= EXERCISE =
Once every line below has been checked for "Some", give only the number of lines that have it.

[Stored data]

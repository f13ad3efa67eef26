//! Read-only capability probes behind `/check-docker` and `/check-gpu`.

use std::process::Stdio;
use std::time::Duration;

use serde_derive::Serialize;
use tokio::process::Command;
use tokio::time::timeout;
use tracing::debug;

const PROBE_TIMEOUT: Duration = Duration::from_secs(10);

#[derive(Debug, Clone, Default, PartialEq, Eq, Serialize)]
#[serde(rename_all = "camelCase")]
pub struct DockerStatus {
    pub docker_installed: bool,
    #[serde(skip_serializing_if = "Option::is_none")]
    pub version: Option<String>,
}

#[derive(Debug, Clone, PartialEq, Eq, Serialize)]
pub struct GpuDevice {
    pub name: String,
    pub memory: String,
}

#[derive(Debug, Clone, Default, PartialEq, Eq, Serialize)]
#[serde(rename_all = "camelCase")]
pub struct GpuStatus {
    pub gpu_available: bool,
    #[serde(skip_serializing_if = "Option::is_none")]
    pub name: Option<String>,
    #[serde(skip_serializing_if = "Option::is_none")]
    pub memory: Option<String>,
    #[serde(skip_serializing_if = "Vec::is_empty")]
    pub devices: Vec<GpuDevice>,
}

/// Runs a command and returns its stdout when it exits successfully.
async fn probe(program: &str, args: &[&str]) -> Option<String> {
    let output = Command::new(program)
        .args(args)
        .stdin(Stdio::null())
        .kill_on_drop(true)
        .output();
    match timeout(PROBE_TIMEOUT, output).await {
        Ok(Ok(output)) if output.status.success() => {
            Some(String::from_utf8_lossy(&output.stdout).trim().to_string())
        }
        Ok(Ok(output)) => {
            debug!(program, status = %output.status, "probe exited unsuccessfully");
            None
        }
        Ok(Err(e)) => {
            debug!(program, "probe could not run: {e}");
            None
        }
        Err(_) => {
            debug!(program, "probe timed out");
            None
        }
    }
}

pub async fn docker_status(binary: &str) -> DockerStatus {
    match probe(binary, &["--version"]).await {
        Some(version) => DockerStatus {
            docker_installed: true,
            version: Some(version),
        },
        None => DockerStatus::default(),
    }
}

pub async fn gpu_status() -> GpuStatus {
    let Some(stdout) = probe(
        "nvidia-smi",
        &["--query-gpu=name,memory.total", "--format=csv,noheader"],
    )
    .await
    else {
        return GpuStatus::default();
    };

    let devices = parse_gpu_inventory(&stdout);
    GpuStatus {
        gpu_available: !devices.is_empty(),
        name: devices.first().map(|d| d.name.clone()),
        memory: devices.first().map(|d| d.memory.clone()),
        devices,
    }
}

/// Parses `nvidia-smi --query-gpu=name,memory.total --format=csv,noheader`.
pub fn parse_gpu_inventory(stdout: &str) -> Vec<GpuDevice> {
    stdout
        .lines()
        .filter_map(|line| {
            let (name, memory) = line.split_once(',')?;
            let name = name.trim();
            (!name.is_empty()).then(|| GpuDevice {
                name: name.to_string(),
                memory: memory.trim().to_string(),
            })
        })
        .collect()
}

= OUTPUT =
4